Work order.
In the entries below, find the line with "species.push(canonical.to_string());" and the line with "pub fn join_species(species: &[String])"; give again those lines and every line between them, exactly.

:::::

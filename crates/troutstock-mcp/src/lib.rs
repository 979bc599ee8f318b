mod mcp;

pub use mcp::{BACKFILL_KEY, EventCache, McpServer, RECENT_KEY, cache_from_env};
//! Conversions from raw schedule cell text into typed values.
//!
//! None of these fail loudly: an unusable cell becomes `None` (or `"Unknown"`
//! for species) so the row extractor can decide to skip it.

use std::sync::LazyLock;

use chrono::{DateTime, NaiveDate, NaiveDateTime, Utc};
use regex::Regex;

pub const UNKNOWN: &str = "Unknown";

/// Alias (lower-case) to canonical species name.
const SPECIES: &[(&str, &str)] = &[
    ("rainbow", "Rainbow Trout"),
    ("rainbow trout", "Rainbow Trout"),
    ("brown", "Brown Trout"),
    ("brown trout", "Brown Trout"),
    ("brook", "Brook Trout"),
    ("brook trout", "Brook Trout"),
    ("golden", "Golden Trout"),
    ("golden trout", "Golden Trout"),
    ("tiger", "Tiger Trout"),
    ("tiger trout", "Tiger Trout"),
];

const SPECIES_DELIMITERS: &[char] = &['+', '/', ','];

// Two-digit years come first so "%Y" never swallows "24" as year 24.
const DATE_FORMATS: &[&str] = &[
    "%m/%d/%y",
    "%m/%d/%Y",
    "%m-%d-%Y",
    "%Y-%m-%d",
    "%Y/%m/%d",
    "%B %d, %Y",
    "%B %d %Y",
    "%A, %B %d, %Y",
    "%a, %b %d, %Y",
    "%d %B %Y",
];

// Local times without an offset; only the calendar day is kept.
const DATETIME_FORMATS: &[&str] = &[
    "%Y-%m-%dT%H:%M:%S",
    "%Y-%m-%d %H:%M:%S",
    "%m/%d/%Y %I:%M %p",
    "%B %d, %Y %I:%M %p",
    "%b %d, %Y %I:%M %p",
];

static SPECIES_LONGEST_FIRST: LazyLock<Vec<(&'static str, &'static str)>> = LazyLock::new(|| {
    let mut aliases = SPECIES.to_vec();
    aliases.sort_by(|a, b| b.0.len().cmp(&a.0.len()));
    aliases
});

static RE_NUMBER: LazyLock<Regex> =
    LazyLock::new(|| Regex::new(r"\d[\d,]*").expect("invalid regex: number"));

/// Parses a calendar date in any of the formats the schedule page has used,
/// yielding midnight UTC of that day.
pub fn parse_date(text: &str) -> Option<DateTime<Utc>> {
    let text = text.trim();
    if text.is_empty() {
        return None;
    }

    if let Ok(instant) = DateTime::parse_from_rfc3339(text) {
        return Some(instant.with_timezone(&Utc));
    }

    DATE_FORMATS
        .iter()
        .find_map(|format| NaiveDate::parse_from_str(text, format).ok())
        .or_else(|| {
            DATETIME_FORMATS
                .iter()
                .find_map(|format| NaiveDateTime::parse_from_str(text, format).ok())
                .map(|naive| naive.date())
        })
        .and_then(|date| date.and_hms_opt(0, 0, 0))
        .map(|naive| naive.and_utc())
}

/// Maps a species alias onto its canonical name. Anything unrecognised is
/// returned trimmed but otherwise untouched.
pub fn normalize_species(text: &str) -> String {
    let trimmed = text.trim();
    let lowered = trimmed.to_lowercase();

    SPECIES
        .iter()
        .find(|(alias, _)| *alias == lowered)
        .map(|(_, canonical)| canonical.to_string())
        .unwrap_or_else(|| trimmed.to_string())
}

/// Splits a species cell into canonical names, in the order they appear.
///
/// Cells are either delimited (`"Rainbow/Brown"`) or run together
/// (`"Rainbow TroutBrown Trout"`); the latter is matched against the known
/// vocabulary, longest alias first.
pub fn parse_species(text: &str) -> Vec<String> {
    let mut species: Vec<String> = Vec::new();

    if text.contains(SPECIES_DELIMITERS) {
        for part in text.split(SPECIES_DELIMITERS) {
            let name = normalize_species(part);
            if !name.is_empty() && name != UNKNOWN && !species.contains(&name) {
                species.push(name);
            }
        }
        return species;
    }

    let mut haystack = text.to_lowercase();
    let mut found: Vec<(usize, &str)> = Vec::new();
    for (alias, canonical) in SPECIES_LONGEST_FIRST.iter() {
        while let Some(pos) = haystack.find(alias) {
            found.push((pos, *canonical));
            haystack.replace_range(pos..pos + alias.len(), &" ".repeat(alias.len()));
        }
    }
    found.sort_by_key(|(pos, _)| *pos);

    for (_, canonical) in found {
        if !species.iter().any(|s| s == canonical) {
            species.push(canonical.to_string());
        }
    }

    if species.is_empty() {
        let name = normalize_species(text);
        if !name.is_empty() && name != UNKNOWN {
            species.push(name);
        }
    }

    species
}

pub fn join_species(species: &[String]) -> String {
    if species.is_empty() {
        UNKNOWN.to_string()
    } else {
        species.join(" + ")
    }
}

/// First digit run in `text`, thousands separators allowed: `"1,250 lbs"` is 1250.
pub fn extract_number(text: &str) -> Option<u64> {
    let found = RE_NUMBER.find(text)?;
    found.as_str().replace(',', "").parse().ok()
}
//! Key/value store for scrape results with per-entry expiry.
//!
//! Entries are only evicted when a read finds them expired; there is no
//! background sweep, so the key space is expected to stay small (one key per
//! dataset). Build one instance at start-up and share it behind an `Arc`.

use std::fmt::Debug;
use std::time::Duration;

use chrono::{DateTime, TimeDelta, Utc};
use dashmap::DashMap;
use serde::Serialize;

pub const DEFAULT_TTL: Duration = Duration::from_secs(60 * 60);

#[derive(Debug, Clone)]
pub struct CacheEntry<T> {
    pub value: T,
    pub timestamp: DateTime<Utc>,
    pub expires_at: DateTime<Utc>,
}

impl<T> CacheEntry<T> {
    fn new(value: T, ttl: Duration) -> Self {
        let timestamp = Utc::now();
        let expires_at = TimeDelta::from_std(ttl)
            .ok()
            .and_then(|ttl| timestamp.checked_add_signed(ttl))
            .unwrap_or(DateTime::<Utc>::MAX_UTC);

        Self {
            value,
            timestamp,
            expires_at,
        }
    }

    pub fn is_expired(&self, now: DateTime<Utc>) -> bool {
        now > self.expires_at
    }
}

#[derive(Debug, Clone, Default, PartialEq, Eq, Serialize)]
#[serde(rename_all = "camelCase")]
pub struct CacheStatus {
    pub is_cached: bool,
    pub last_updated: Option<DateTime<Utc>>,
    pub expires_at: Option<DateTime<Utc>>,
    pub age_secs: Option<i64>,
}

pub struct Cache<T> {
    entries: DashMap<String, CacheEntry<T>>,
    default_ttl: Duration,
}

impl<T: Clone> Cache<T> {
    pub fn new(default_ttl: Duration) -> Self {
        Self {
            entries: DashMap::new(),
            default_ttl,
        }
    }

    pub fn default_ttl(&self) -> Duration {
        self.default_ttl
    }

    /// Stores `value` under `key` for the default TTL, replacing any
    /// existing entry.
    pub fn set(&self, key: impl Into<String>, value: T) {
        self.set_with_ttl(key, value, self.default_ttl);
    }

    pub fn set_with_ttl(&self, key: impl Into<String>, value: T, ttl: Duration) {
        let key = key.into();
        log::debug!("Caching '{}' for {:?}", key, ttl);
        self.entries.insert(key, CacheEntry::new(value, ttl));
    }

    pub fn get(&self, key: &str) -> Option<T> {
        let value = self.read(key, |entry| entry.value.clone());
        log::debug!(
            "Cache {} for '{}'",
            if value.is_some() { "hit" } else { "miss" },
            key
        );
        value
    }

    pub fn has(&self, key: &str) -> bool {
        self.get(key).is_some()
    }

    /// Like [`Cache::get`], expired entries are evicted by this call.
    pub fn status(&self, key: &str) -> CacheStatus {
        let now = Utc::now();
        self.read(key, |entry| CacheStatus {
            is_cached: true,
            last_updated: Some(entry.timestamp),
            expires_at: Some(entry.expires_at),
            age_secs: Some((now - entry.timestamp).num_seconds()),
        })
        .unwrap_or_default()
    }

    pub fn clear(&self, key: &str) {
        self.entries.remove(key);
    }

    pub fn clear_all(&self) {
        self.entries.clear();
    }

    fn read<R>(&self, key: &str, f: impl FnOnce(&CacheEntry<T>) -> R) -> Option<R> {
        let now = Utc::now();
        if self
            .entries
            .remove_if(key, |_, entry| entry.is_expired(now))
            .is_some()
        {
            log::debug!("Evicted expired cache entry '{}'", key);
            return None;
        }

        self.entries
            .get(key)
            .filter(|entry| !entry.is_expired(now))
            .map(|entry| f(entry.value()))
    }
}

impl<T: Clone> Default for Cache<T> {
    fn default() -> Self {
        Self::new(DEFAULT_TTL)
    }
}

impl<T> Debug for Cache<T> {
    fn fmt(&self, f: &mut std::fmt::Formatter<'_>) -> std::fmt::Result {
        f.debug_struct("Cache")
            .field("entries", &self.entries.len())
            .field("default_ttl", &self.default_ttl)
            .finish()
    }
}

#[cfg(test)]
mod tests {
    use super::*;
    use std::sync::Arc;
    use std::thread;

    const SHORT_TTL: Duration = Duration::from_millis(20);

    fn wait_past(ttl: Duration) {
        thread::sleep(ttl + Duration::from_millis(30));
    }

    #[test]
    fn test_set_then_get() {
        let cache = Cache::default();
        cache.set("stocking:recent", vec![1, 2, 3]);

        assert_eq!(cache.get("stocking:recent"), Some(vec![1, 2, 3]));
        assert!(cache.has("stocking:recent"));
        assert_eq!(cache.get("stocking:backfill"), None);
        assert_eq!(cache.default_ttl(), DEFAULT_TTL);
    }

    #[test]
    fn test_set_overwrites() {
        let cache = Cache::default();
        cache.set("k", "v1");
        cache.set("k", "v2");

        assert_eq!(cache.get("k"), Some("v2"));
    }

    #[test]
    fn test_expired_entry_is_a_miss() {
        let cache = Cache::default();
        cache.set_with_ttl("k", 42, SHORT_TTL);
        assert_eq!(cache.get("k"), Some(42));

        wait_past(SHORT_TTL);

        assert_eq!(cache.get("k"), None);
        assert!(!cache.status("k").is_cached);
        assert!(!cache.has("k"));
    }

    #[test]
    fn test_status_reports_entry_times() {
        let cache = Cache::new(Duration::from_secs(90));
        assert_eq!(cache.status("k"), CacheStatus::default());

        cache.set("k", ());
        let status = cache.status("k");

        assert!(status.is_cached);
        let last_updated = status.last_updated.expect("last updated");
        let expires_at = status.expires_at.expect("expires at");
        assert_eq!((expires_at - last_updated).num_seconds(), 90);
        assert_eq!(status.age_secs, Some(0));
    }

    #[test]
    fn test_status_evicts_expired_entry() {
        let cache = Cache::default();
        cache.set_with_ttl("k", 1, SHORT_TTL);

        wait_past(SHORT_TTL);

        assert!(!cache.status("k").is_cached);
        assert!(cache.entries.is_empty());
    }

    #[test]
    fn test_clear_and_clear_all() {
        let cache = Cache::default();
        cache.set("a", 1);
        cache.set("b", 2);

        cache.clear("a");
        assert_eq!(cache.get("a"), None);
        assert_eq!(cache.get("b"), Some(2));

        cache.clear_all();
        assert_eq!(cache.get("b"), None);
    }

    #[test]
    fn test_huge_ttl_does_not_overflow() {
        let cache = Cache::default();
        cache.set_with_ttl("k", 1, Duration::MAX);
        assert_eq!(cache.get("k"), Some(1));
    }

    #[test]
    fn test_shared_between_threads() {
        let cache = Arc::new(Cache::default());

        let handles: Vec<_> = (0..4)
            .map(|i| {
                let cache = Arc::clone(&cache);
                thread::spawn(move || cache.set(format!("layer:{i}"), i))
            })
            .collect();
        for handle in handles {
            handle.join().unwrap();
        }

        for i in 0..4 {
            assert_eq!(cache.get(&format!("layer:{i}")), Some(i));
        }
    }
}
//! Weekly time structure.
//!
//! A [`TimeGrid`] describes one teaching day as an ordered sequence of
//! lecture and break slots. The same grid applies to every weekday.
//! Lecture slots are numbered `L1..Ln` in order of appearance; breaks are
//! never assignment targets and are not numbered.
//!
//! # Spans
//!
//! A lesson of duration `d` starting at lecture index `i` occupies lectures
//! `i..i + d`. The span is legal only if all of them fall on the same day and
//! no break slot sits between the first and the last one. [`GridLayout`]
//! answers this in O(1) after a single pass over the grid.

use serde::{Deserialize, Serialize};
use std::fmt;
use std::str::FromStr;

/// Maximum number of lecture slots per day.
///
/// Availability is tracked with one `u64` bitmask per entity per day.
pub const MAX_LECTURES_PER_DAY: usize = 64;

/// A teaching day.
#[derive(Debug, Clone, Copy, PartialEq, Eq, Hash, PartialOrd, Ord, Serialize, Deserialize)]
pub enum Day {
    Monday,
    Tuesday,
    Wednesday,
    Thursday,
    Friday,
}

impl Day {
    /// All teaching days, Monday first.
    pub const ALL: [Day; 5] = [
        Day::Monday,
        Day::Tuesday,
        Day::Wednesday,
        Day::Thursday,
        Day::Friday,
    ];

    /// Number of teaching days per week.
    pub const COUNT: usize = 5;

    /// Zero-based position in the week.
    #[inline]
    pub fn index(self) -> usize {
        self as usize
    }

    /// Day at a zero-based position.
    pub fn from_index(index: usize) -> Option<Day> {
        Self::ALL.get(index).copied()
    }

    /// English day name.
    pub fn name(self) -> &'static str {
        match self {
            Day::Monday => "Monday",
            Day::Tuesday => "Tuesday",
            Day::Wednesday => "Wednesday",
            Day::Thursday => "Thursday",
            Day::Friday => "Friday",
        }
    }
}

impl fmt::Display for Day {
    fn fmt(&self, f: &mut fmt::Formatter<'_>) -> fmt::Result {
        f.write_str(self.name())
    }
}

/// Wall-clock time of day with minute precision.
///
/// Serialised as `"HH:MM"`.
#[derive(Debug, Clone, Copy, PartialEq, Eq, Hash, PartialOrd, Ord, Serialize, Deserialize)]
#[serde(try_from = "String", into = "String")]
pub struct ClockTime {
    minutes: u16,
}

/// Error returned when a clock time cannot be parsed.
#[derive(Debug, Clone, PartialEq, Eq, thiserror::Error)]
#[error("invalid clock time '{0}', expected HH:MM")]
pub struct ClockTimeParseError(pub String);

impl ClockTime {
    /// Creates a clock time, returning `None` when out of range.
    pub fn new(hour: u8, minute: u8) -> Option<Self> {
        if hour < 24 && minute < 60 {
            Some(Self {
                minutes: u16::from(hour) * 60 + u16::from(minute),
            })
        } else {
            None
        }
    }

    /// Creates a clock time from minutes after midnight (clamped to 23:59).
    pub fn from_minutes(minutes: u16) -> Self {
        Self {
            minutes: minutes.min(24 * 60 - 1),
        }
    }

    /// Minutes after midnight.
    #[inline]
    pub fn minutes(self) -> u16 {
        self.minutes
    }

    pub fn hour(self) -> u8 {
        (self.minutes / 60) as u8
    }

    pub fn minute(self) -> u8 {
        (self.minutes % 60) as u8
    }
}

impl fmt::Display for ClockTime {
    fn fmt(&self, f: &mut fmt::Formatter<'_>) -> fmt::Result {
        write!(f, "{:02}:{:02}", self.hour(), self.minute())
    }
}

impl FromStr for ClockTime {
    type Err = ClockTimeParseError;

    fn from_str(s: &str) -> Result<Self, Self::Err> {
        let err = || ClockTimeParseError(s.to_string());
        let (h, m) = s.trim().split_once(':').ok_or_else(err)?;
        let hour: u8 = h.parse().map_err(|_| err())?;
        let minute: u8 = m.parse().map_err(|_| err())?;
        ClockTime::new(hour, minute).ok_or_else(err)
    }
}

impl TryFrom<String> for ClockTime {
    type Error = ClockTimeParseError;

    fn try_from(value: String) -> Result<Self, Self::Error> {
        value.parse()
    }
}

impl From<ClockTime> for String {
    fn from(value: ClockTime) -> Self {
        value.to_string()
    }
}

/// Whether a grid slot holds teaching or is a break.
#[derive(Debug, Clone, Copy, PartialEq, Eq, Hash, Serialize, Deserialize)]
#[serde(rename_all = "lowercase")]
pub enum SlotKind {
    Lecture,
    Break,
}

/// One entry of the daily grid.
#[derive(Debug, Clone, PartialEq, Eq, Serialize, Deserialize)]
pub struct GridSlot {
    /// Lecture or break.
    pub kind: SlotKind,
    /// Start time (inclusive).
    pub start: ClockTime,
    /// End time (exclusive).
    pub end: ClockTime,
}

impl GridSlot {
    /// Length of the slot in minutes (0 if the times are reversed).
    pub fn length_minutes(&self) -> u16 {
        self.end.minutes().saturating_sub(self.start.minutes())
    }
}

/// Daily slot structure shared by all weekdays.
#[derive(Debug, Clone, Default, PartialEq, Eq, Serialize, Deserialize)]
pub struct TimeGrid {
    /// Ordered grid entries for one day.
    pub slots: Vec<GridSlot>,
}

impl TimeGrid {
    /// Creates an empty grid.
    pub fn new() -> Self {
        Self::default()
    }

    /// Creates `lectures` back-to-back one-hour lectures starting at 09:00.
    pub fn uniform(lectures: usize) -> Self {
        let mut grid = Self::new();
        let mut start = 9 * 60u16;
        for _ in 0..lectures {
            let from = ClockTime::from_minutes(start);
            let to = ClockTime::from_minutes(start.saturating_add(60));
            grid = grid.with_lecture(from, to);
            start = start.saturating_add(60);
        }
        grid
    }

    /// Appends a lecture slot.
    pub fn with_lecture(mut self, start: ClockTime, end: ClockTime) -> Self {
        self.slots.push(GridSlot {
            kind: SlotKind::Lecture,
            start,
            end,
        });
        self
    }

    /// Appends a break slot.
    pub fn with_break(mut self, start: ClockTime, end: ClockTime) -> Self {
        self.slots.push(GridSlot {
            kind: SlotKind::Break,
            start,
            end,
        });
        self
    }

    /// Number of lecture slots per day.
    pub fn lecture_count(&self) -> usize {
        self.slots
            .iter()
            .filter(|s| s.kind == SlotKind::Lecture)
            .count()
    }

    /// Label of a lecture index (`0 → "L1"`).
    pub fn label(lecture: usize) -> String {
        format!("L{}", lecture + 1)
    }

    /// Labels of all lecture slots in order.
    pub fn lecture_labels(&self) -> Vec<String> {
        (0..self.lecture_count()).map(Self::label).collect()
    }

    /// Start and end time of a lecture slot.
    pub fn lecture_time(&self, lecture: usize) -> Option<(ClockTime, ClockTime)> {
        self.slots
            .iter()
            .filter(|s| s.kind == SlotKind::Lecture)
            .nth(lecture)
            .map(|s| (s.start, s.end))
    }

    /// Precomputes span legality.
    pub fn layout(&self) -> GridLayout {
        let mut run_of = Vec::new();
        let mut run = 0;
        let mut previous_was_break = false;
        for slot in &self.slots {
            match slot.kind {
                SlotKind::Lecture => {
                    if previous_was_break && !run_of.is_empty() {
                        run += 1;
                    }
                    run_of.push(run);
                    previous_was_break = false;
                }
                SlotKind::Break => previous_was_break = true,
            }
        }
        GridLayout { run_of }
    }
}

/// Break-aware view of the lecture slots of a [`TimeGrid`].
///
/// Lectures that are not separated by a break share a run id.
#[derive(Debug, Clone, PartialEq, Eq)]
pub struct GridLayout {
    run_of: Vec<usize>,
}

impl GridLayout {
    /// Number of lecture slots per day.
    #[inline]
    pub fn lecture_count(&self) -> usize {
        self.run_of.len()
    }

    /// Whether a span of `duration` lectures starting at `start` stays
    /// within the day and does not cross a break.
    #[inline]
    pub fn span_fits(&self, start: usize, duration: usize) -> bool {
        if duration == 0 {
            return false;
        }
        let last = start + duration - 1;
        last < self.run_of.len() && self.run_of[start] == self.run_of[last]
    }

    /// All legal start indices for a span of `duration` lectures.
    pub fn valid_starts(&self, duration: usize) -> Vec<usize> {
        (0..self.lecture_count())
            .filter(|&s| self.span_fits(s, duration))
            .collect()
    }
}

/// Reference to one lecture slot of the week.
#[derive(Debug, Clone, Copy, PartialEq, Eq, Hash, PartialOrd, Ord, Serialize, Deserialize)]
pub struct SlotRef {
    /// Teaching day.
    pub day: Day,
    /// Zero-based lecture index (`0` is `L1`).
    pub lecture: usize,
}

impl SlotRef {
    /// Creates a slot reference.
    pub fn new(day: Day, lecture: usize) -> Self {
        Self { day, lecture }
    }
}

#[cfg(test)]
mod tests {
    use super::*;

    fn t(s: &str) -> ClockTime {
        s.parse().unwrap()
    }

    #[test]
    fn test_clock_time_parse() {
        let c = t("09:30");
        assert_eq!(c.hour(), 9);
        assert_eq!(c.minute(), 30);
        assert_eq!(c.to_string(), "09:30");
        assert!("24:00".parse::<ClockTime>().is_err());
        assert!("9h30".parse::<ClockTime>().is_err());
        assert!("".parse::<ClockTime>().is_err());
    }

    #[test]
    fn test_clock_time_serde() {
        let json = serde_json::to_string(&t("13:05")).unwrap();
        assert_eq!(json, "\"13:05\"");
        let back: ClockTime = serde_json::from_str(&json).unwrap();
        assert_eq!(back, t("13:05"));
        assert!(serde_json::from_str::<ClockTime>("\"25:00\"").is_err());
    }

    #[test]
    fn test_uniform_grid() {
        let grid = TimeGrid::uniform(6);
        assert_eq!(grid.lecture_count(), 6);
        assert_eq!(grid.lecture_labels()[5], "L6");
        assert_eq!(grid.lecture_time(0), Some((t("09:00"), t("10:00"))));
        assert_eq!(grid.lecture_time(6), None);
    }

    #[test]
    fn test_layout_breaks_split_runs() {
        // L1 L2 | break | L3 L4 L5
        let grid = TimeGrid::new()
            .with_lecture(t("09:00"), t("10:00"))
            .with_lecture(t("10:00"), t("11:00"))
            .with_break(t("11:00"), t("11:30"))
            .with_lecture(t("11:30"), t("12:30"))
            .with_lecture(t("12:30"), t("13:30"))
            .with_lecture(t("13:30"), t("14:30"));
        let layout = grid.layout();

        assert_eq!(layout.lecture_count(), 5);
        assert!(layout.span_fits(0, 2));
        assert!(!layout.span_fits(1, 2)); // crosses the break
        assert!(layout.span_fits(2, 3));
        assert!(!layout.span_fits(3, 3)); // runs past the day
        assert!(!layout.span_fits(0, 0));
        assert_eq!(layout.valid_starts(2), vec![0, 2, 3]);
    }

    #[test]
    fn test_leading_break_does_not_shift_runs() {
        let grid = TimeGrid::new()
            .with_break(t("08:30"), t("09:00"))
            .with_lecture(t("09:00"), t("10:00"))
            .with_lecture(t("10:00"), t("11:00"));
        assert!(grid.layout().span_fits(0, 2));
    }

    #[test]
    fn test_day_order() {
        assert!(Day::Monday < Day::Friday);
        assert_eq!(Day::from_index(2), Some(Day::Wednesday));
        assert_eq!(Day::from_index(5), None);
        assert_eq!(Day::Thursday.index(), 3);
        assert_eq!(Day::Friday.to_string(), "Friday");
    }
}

:::::

Worked solution.
            species.push(canonical.to_string());
        }
    }

    if species.is_empty() {
        let name = normalize_species(text);
        if !name.is_empty() && name != UNKNOWN {
            species.push(name);
        }
    }

    species
}

pub fn join_species(species: &[String]) -> String {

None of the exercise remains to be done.